Po jakimś czasie dołączył do Stocha, a momentami zaczął go przebijać Dawid Kubacki. W ostatnich miesiącach widać to bardzo wyraźnie. Pewnie przez sezon lub dwa co najmniej jeden z nich będzie w najwyższej formie. A później? Może znów cudownym zrządzeniem losu z przeciętności wydobędzie się któryś z tych, którzy dzisiaj po każdym niemal skoku muszą się tłumaczyć, dlaczego znowu im nie wyszło.

Szalona radość Stocha w Zakopanem jest w pełni zrozumiała. W tym roku raz był już pierwszy, w kilku innych konkursach też wypadał co najmniej przyzwoicie, ale były też spore wpadki nie zawsze do wytłumaczenia słabymi warunkami. Sam potrójny mistrz olimpijski teoretycznie mógł sobie tłumaczyć, że niczego już nie musi udowadniać. A jednak, jak sam przyznał w niedzielny wieczór, z wiekiem i doświadczeniem presja, którą odczuwa, wcale nie jest mniejsza. Doszło do tego, że nie umiał się cieszyć skokami tak jak wcześniej. Wygląda na to, że ten wyjątkowo inteligentny zawodnik znalazł sposób na swoje problemy.

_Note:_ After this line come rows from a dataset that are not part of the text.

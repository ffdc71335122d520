//! Order route handlers.

use axum::{
    Json,
    extract::{Path, State},
};
use serde::Serialize;

use tamarind_core::OrderId;

use crate::error::Result;
use crate::middleware::RequireUser;
use crate::models::inputs::CreateOrderInput;
use crate::models::{Order, OrderLine};
use crate::state::AppState;

/// Response for order detail: header plus frozen line snapshots.
#[derive(Debug, Serialize)]
pub struct OrderDetailResponse {
    #[serde(flatten)]
    pub order: Order,
    pub lines: Vec<OrderLine>,
}

/// `POST /orders` - create a pending order from the caller's cart.
pub async fn create(
    State(state): State<AppState>,
    RequireUser(user_id): RequireUser,
    Json(input): Json<CreateOrderInput>,
) -> Result<Json<Order>> {
    let order = state.orders().create_order(&user_id, input).await?;
    Ok(Json(order))
}

/// `GET /orders` - the caller's orders, newest first.
pub async fn list(
    State(state): State<AppState>,
    RequireUser(user_id): RequireUser,
) -> Result<Json<Vec<Order>>> {
    let orders = state.orders().list_orders(&user_id).await?;
    Ok(Json(orders))
}

/// `GET /orders/{id}` - one order with its lines, owner-checked.
pub async fn detail(
    State(state): State<AppState>,
    RequireUser(user_id): RequireUser,
    Path(id): Path<OrderId>,
) -> Result<Json<OrderDetailResponse>> {
    let (order, lines) = state.orders().order_detail(&user_id, id).await?;
    Ok(Json(OrderDetailResponse { order, lines }))
}

/// `POST /orders/{id}/cancel` - cancel a pending order.
pub async fn cancel(
    State(state): State<AppState>,
    RequireUser(user_id): RequireUser,
    Path(id): Path<OrderId>,
) -> Result<Json<Order>> {
    let order = state.orders().cancel_order(&user_id, id).await?;
    Ok(Json(order))
}
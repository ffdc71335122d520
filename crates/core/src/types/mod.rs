//! Core types for Tamarind.
//!
//! This module provides type-safe wrappers for common domain concepts.

pub mod id;
pub mod money;
pub mod status;

pub use id::*;
pub use money::{AMOUNT_EPSILON, amounts_match};
pub use status::OrderStatus;
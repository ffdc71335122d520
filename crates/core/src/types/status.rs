//! Order lifecycle status.

use serde::{Deserialize, Serialize};

/// Lifecycle status of an order.
///
/// Orders are created `Pending` (widget-pays-later flow) or `Confirmed`
/// (payment already settled). The only user-triggered transition after
/// creation is `Pending -> Cancelled`. `Shipped` and `Delivered` are driven by
/// fulfillment outside the checkout core.
#[derive(Debug, Clone, Copy, PartialEq, Eq, Hash, Serialize, Deserialize, Default)]
#[cfg_attr(feature = "postgres", derive(sqlx::Type))]
#[cfg_attr(
    feature = "postgres",
    sqlx(type_name = "order_status", rename_all = "snake_case")
)]
#[serde(rename_all = "snake_case")]
pub enum OrderStatus {
    #[default]
    Pending,
    Confirmed,
    Cancelled,
    Shipped,
    Delivered,
}

impl OrderStatus {
    /// Whether the order may still be cancelled by its owner.
    #[must_use]
    pub const fn is_cancellable(self) -> bool {
        matches!(self, Self::Pending)
    }
}

impl std::fmt::Display for OrderStatus {
    fn fmt(&self, f: &mut std::fmt::Formatter<'_>) -> std::fmt::Result {
        match self {
            Self::Pending => write!(f, "pending"),
            Self::Confirmed => write!(f, "confirmed"),
            Self::Cancelled => write!(f, "cancelled"),
            Self::Shipped => write!(f, "shipped"),
            Self::Delivered => write!(f, "delivered"),
        }
    }
}

impl std::str::FromStr for OrderStatus {
    type Err = String;

    fn from_str(s: &str) -> Result<Self, Self::Err> {
        match s {
            "pending" => Ok(Self::Pending),
            "confirmed" => Ok(Self::Confirmed),
            "cancelled" => Ok(Self::Cancelled),
            "shipped" => Ok(Self::Shipped),
            "delivered" => Ok(Self::Delivered),
            _ => Err(format!("invalid order status: {s}")),
        }
    }
}
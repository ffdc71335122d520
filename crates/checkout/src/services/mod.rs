//! Checkout workflows: cart validation, order creation, payment
//! reconciliation, and order cancellation.

pub mod locks;
pub mod orders;
pub mod payment;
pub mod validation;

use rust_decimal::Decimal;
use thiserror::Error;

use tamarind_core::{OrderStatus, PaymentReference, ProductId};

use crate::db::RepositoryError;
use crate::gateway::GatewayError;
use crate::models::inputs::InputError;

pub use locks::UserLocks;
pub use orders::OrderService;
pub use payment::{PaymentReceipt, PaymentService};
pub use validation::{ValidatedCart, ValidatedLine, validate_cart};

/// Workflow error taxonomy.
///
/// Every variant up to `InvalidInput` carries a human-readable reason that
/// is safe to surface verbatim; none of them mutate state.
/// `OrderPersistenceFailed` is the one asymmetric case: the charge already
/// succeeded, so it must be communicated as "you were charged but we could
/// not record your order," never as an ordinary purchase failure.
#[derive(Debug, Error)]
pub enum CheckoutError {
    #[error("your cart is empty")]
    EmptyCart,

    #[error("{name} is no longer available")]
    InactiveProduct { product_id: ProductId, name: String },

    /// Stock is exactly zero: the line should be removed, not reduced.
    #[error("{name} is out of stock")]
    OutOfStock { product_id: ProductId, name: String },

    /// Message carries current stock and the requested quantity so callers
    /// can render a precise correction.
    #[error("only {available} of {name} in stock (requested {requested})")]
    InsufficientStock {
        product_id: ProductId,
        name: String,
        requested: i32,
        available: i32,
    },

    /// The client's view of the cart is stale. Hard rejection, never a
    /// recompute-and-proceed.
    #[error("order total has changed, please refresh and try again")]
    AmountMismatch { expected: Decimal, claimed: Decimal },

    /// Gateway reported anything other than its settled status. No local
    /// state was mutated, so this rejection is clean.
    #[error("payment was not approved (gateway status: {status})")]
    PaymentNotApproved { status: String },

    /// Payment settled but the order could not be recorded. Requires
    /// out-of-band reconciliation against the payment reference.
    #[error("payment succeeded but the order could not be recorded")]
    OrderPersistenceFailed {
        payment_reference: PaymentReference,
        #[source]
        source: RepositoryError,
    },

    /// Acting on an order or cart row not owned by the caller.
    #[error("you are not allowed to act on this order")]
    Unauthorized,

    /// Transition not permitted from the order's current status.
    #[error("order cannot be changed while {status}")]
    InvalidState { status: OrderStatus },

    #[error("order not found")]
    NotFound,

    #[error("invalid input: {0}")]
    InvalidInput(#[from] InputError),

    #[error(transparent)]
    Repository(#[from] RepositoryError),

    #[error("payment gateway error: {0}")]
    Gateway(#[from] GatewayError),
}
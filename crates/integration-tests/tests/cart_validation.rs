//! Shared cart validation properties.

#![allow(clippy::unwrap_used)]

use rust_decimal::Decimal;
use rust_decimal_macros::dec;

use tamarind_checkout::services::{CheckoutError, validate_cart};
use tamarind_checkout::stores::CartStore;
use tamarind_core::UserId;
use tamarind_integration_tests::Harness;

#[tokio::test]
async fn test_total_is_exact_for_a_thousand_lines() {
    let harness = Harness::new();
    let user = UserId::new("user-1");

    // Fractional prices in cents; any binary floating point along the way
    // would drift across a sum this long.
    let mut expected = Decimal::ZERO;
    for i in 1..=1000_i64 {
        let price = Decimal::new(i, 2);
        let quantity = i32::try_from(i % 7).unwrap() + 1;
        let product = harness
            .store
            .insert_product(&format!("Product {i}"), price, 1000, true)
            .await;
        harness
            .store
            .add_line(&user, product.id, quantity)
            .await
            .unwrap();
        expected += price * Decimal::from(quantity);
    }

    let validated = validate_cart(harness.store.as_ref(), harness.store.as_ref(), &user)
        .await
        .unwrap();

    assert_eq!(validated.lines.len(), 1000);
    assert_eq!(validated.total, expected);
}

#[tokio::test]
async fn test_lines_snapshot_current_name_and_price() {
    let harness = Harness::new();
    let user = UserId::new("user-1");
    let product = harness
        .store
        .insert_product("Ceramic Mug", dec!(10000), 5, true)
        .await;
    harness.store.add_line(&user, product.id, 2).await.unwrap();

    let validated = validate_cart(harness.store.as_ref(), harness.store.as_ref(), &user)
        .await
        .unwrap();

    let line = &validated.lines[0];
    assert_eq!(line.product_id, product.id);
    assert_eq!(line.name, "Ceramic Mug");
    assert_eq!(line.quantity, 2);
    assert_eq!(line.unit_price, dec!(10000));
    assert_eq!(validated.total, dec!(20000));
}

#[tokio::test]
async fn test_validation_failure_makes_no_writes() {
    let harness = Harness::new();
    let user = UserId::new("user-1");
    let scarce = harness
        .store
        .insert_product("Scarce", dec!(5000), 1, true)
        .await;
    harness.store.add_line(&user, scarce.id, 3).await.unwrap();

    let err = validate_cart(harness.store.as_ref(), harness.store.as_ref(), &user)
        .await
        .unwrap_err();

    assert!(matches!(err, CheckoutError::InsufficientStock { .. }));
    assert_eq!(harness.store.product_stock(scarce.id).await, Some(1));
    assert_eq!(harness.store.lines(&user).await.unwrap().len(), 1);
    assert_eq!(harness.store.order_count().await, 0);
}

#[tokio::test]
async fn test_zero_stock_is_out_of_stock() {
    let harness = Harness::new();
    let user = UserId::new("user-1");
    let gone = harness
        .store
        .insert_product("Gone", dec!(5000), 0, true)
        .await;
    harness.store.add_line(&user, gone.id, 1).await.unwrap();

    let err = validate_cart(harness.store.as_ref(), harness.store.as_ref(), &user)
        .await
        .unwrap_err();

    // Distinct from InsufficientStock: the item should be removed, not
    // reduced.
    assert!(matches!(err, CheckoutError::OutOfStock { .. }));
}

#[tokio::test]
async fn test_insufficient_stock_reports_both_counts() {
    let harness = Harness::new();
    let user = UserId::new("user-1");
    let scarce = harness
        .store
        .insert_product("Scarce", dec!(5000), 2, true)
        .await;
    harness.store.add_line(&user, scarce.id, 5).await.unwrap();

    let err = validate_cart(harness.store.as_ref(), harness.store.as_ref(), &user)
        .await
        .unwrap_err();

    match err {
        CheckoutError::InsufficientStock {
            requested,
            available,
            ..
        } => {
            assert_eq!(requested, 5);
            assert_eq!(available, 2);
            // Callers render this message directly.
            let message = CheckoutError::InsufficientStock {
                product_id: scarce.id,
                name: "Scarce".to_owned(),
                requested,
                available,
            }
            .to_string();
            assert!(message.contains('2'));
            assert!(message.contains('5'));
        }
        other => panic!("unexpected error: {other}"),
    }
}

#[tokio::test]
async fn test_empty_cart_rejected_before_any_lookup() {
    let harness = Harness::new();
    let user = UserId::new("user-with-no-cart");

    let err = validate_cart(harness.store.as_ref(), harness.store.as_ref(), &user)
        .await
        .unwrap_err();

    assert!(matches!(err, CheckoutError::EmptyCart));
}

Kamil Stoch i Dawid Kubacki, który od zwycięskiego Turnieju Czterech Skoczni ma abonament na podium w Pucharze Świata (dotychczas dziewięć razy z rzędu), tworzą parę, która sprawi, że przez wiele kolejnych weekendów coś nas będzie ciągnęło przed telewizory. I tylko czasami męczyć nas będzie pytanie, czy za kilka lat znajdzie się ktoś, kto sprawi, że siła przyciągania do tej dyscypliny nie zaniknie.